//! Job engine: bounded queue, dispatcher, fixed worker pool.
//!
//! [`Engine::start`] wires the three together and returns the producer-side
//! [`JobQueue`] plus a handle whose [`Engine::shutdown`] stops the pool and
//! waits for every worker to acknowledge.

use tokio::sync::mpsc;
use tokio::task::JoinHandle;
use tokio_util::sync::CancellationToken;
use tracing::info;

mod dispatcher;
pub mod job;
mod queue;
mod worker;

pub use job::{DownloadJob, Job, JobError, RefreshJob};
pub use queue::{JobQueue, PushError};

/// Running engine handle.
pub struct Engine {
    stop: CancellationToken,
    dispatcher: JoinHandle<()>,
    workers: Vec<JoinHandle<()>>,
}

impl Engine {
    /// Start a pool of `max_workers` workers behind a queue of
    /// `queue_capacity` jobs.
    pub fn start(max_workers: usize, queue_capacity: usize) -> (JobQueue, Engine) {
        let stop = CancellationToken::new();
        let (queue, queue_rx) = JobQueue::bounded(queue_capacity);

        // registry capacity equals the pool size: it can hold every idle
        // inbox but never more
        let (registry_tx, registry_rx) = mpsc::channel(max_workers);

        let workers = (0..max_workers)
            .map(|id| tokio::spawn(worker::run(id, registry_tx.clone(), stop.clone())))
            .collect();

        let dispatcher = tokio::spawn(dispatcher::run(
            queue_rx,
            registry_rx,
            max_workers,
            stop.clone(),
        ));

        info!(max_workers, queue_capacity, "engine started");
        (queue, Engine {
            stop,
            dispatcher,
            workers,
        })
    }

    /// Stop the pool and wait for the dispatcher and every worker to exit.
    /// In-flight jobs run to completion; queued jobs are dropped.
    pub async fn shutdown(self) {
        self.stop.cancel();
        self.dispatcher.await.ok();
        for worker in self.workers {
            worker.await.ok();
        }
        info!("engine stopped");
    }
}
//! Unit of work executed by the worker pool.
//!
//! Jobs are a closed enum: the pool only ever runs page downloads and
//! concentration refreshes. Each job owns everything it needs to run
//! (fetcher, reporter, result channel, rate limit), so workers stay
//! generic executors with no knowledge of either flow.

use std::sync::Arc;
use std::time::Duration;

use tokio::sync::mpsc;
use tokio_util::sync::CancellationToken;
use tracing::debug;

use crate::crawler::{FetchError, Fetcher};
use crate::parser::{self, ParseConfig, ParseError};
use crate::pipeline::ConcentrationCalculator;
use crate::source::Source;
use crate::telemetry::ErrorReporter;
use crate::{Record, StakeConcentration};

/// Job failure taxonomy.
#[derive(Debug, thiserror::Error)]
pub enum JobError {
    /// A dated source was scheduled without a trading-day string
    #[error("no trading day for {0}")]
    MissingDate(Source),

    /// A per-stock source was scheduled without a stock id
    #[error("no stock id for {0}")]
    MissingStockId(Source),

    /// Page fetch failed
    #[error(transparent)]
    Fetch(#[from] FetchError),

    /// Payload decode failed
    #[error(transparent)]
    Parse(#[from] ParseError),

    /// Concentration recomputation failed
    #[error("calculation failed for {stock_id}: {reason}")]
    Calculation { stock_id: String, reason: String },

    /// The job was cancelled before completing
    #[error("job cancelled")]
    Cancelled,

    /// The orchestrator's result channel is gone
    #[error("result channel closed")]
    ResultChannelClosed,
}

/// Everything the pool can execute.
pub enum Job {
    /// Fetch and parse one source for one trading day (and stock, for
    /// per-stock sources), delivering one accumulated record batch.
    Download(DownloadJob),
    /// Recompute the concentration percentages of one stock/day from
    /// persisted volumes and differentials.
    Refresh(RefreshJob),
}

impl Job {
    /// Run the job to completion. Failures are reported through the job's
    /// [`ErrorReporter`] before being returned.
    pub async fn execute(self) -> Result<(), JobError> {
        match self {
            Job::Download(job) => job.run().await,
            Job::Refresh(job) => job.run().await,
        }
    }

    /// Short human-readable description for worker logs.
    pub fn describe(&self) -> String {
        match self {
            Job::Download(job) => match (&job.date, &job.stock_id) {
                (Some(date), Some(stock)) => format!("download {} {date} {stock}", job.source),
                (Some(date), None) => format!("download {} {date}", job.source),
                _ => format!("download {}", job.source),
            },
            Job::Refresh(job) => format!("refresh {} {}", job.stock_id, job.date),
        }
    }
}

/// Download job: one (source, date, stock) triple.
pub struct DownloadJob {
    /// Batch-level cancellation context
    pub cancel: CancellationToken,
    /// Scrape target
    pub source: Source,
    /// Trading day in the source's own format; `None` only for list sources
    pub date: Option<String>,
    /// Stock id for per-stock sources
    pub stock_id: Option<String>,
    /// Result channel back to the orchestrator's fan-in
    pub records_tx: mpsc::Sender<Vec<Record>>,
    /// Pause after the batch is delivered, before the worker slot is reused
    pub rate_limit: Duration,
    /// Fetch capability
    pub fetcher: Arc<dyn Fetcher>,
    /// Failure sink
    pub reporter: Arc<dyn ErrorReporter>,
}

impl DownloadJob {
    async fn run(self) -> Result<(), JobError> {
        match self.execute_inner().await {
            Ok(()) => Ok(()),
            Err(err) => {
                self.reporter.report(&err);
                Err(err)
            }
        }
    }

    async fn execute_inner(&self) -> Result<(), JobError> {
        if self.cancel.is_cancelled() {
            return Err(JobError::Cancelled);
        }
        // deterministic pre-fetch validation: a malformed job never costs
        // an HTTP round trip
        let needs_date = self.source.date_format().is_some();
        if needs_date && self.date.is_none() {
            return Err(JobError::MissingDate(self.source));
        }
        if self.source.needs_stock_id() && self.stock_id.is_none() {
            return Err(JobError::MissingStockId(self.source));
        }

        let date = self.date.as_deref().unwrap_or_default();
        let urls = self.source.page_urls(date, self.stock_id.as_deref());

        let mut batch = Vec::new();
        for page_url in urls {
            debug!(url = %page_url.url, "downloading");
            let payload = self.fetcher.fetch(&page_url.url, &self.cancel).await?;

            let mut config = ParseConfig::new(self.source, self.date.clone());
            config.page = page_url.page;
            batch.extend(parser::parse(&config, &payload)?);
        }

        self.records_tx
            .send(batch)
            .await
            .map_err(|_| JobError::ResultChannelClosed)?;

        // one pause per job, after the result write, so the worker slot is
        // not reused before the configured gap has passed
        pace(self.rate_limit, &self.cancel).await;
        Ok(())
    }
}

/// Cancel-aware rate-limit pause. Cancellation cuts the pause short; the
/// job's work is already delivered at this point, so it is not an error.
async fn pace(rate_limit: Duration, cancel: &CancellationToken) {
    tokio::select! {
        _ = tokio::time::sleep(rate_limit) => {}
        _ = cancel.cancelled() => {}
    }
}

/// Refresh job: recompute one stock/day concentration aggregate.
pub struct RefreshJob {
    /// Batch-level cancellation context
    pub cancel: CancellationToken,
    /// Trading day, `YYYY-MM-DD`
    pub date: String,
    /// Stock to recompute
    pub stock_id: String,
    /// Result channel back to the refresh fan-in
    pub result_tx: mpsc::Sender<StakeConcentration>,
    /// Pause after the aggregate is delivered
    pub rate_limit: Duration,
    /// Calculator over the persistence sink
    pub calculator: Arc<ConcentrationCalculator>,
    /// Failure sink
    pub reporter: Arc<dyn ErrorReporter>,
}

impl RefreshJob {
    async fn run(self) -> Result<(), JobError> {
        match self.execute_inner().await {
            Ok(()) => Ok(()),
            Err(err) => {
                self.reporter.report(&err);
                Err(err)
            }
        }
    }

    async fn execute_inner(&self) -> Result<(), JobError> {
        if self.cancel.is_cancelled() {
            return Err(JobError::Cancelled);
        }

        let result = self
            .calculator
            .calculate(&self.stock_id, &self.date)
            .await
            .map_err(|e| JobError::Calculation {
                stock_id: self.stock_id.clone(),
                reason: e.to_string(),
            })?;

        // no base row for this stock/day: nothing to refresh
        let Some(updated) = result else {
            debug!(stock = %self.stock_id, date = %self.date, "no concentration row, skipping");
            return Ok(());
        };

        self.result_tx
            .send(updated)
            .await
            .map_err(|_| JobError::ResultChannelClosed)?;

        pace(self.rate_limit, &self.cancel).await;
        Ok(())
    }
}
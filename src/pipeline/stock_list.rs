//! Stock-list (ISIN registry) download orchestrator.

use tokio::sync::mpsc;
use tokio_util::sync::CancellationToken;
use tracing::{info, warn};

use super::{drain_one, Drained, DownloadSummary, Pipeline, PipelineError, StockListRequest};
use crate::engine::{DownloadJob, Job};
use crate::source::Source;
use crate::Record;

impl Pipeline {
    /// Download both exchange registries and upsert the instrument list.
    pub async fn stock_list_download(
        &self,
        cancel: CancellationToken,
        request: StockListRequest,
    ) -> Result<DownloadSummary, PipelineError> {
        let (records_tx, mut records_rx) = mpsc::channel::<Vec<Record>>(4);
        let deadline = tokio::time::Instant::now() + request.timeout;

        for source in [Source::TwseStockList, Source::TpexStockList] {
            let job = Job::Download(DownloadJob {
                cancel: cancel.clone(),
                source,
                date: None,
                stock_id: None,
                records_tx: records_tx.clone(),
                rate_limit: request.rate_limit,
                fetcher: self.fetcher(),
                reporter: self.reporter(),
            });
            self.queue().push(job, &cancel).await?;
        }
        // only jobs hold senders now; the channel closes when both finish
        drop(records_tx);

        let mut summary = DownloadSummary::default();
        loop {
            match drain_one(&mut records_rx, deadline, &cancel).await {
                Drained::Item(batch) => {
                    summary.batches += 1;
                    summary.records += batch.len();
                    if let Err(err) = self.persist_batch(batch).await {
                        self.reporter().report(&err);
                        summary.sink_failures += 1;
                    }
                }
                Drained::Completed => break,
                Drained::TimedOut => {
                    warn!("stock-list download hit safety deadline");
                    summary.timed_out = true;
                    cancel.cancel();
                    break;
                }
                Drained::Cancelled => {
                    summary.cancelled = true;
                    break;
                }
            }
        }

        info!(records = summary.records, "stock-list download finished");
        Ok(summary)
    }
}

============

- ACTIVITY -
Quote the listing above from its first line to the line with "let (queue, queue_rx)", inclusive, and add nothing.

- RESULT OF THIS TASK -
//! Job engine: bounded queue, dispatcher, fixed worker pool.
//!
//! [`Engine::start`] wires the three together and returns the producer-side
//! [`JobQueue`] plus a handle whose [`Engine::shutdown`] stops the pool and
//! waits for every worker to acknowledge.

use tokio::sync::mpsc;
use tokio::task::JoinHandle;
use tokio_util::sync::CancellationToken;
use tracing::info;

mod dispatcher;
pub mod job;
mod queue;
mod worker;

pub use job::{DownloadJob, Job, JobError, RefreshJob};
pub use queue::{JobQueue, PushError};

/// Running engine handle.
pub struct Engine {
    stop: CancellationToken,
    dispatcher: JoinHandle<()>,
    workers: Vec<JoinHandle<()>>,
}

impl Engine {
    /// Start a pool of `max_workers` workers behind a queue of
    /// `queue_capacity` jobs.
    pub fn start(max_workers: usize, queue_capacity: usize) -> (JobQueue, Engine) {
        let stop = CancellationToken::new();
        let (queue, queue_rx) = JobQueue::bounded(queue_capacity);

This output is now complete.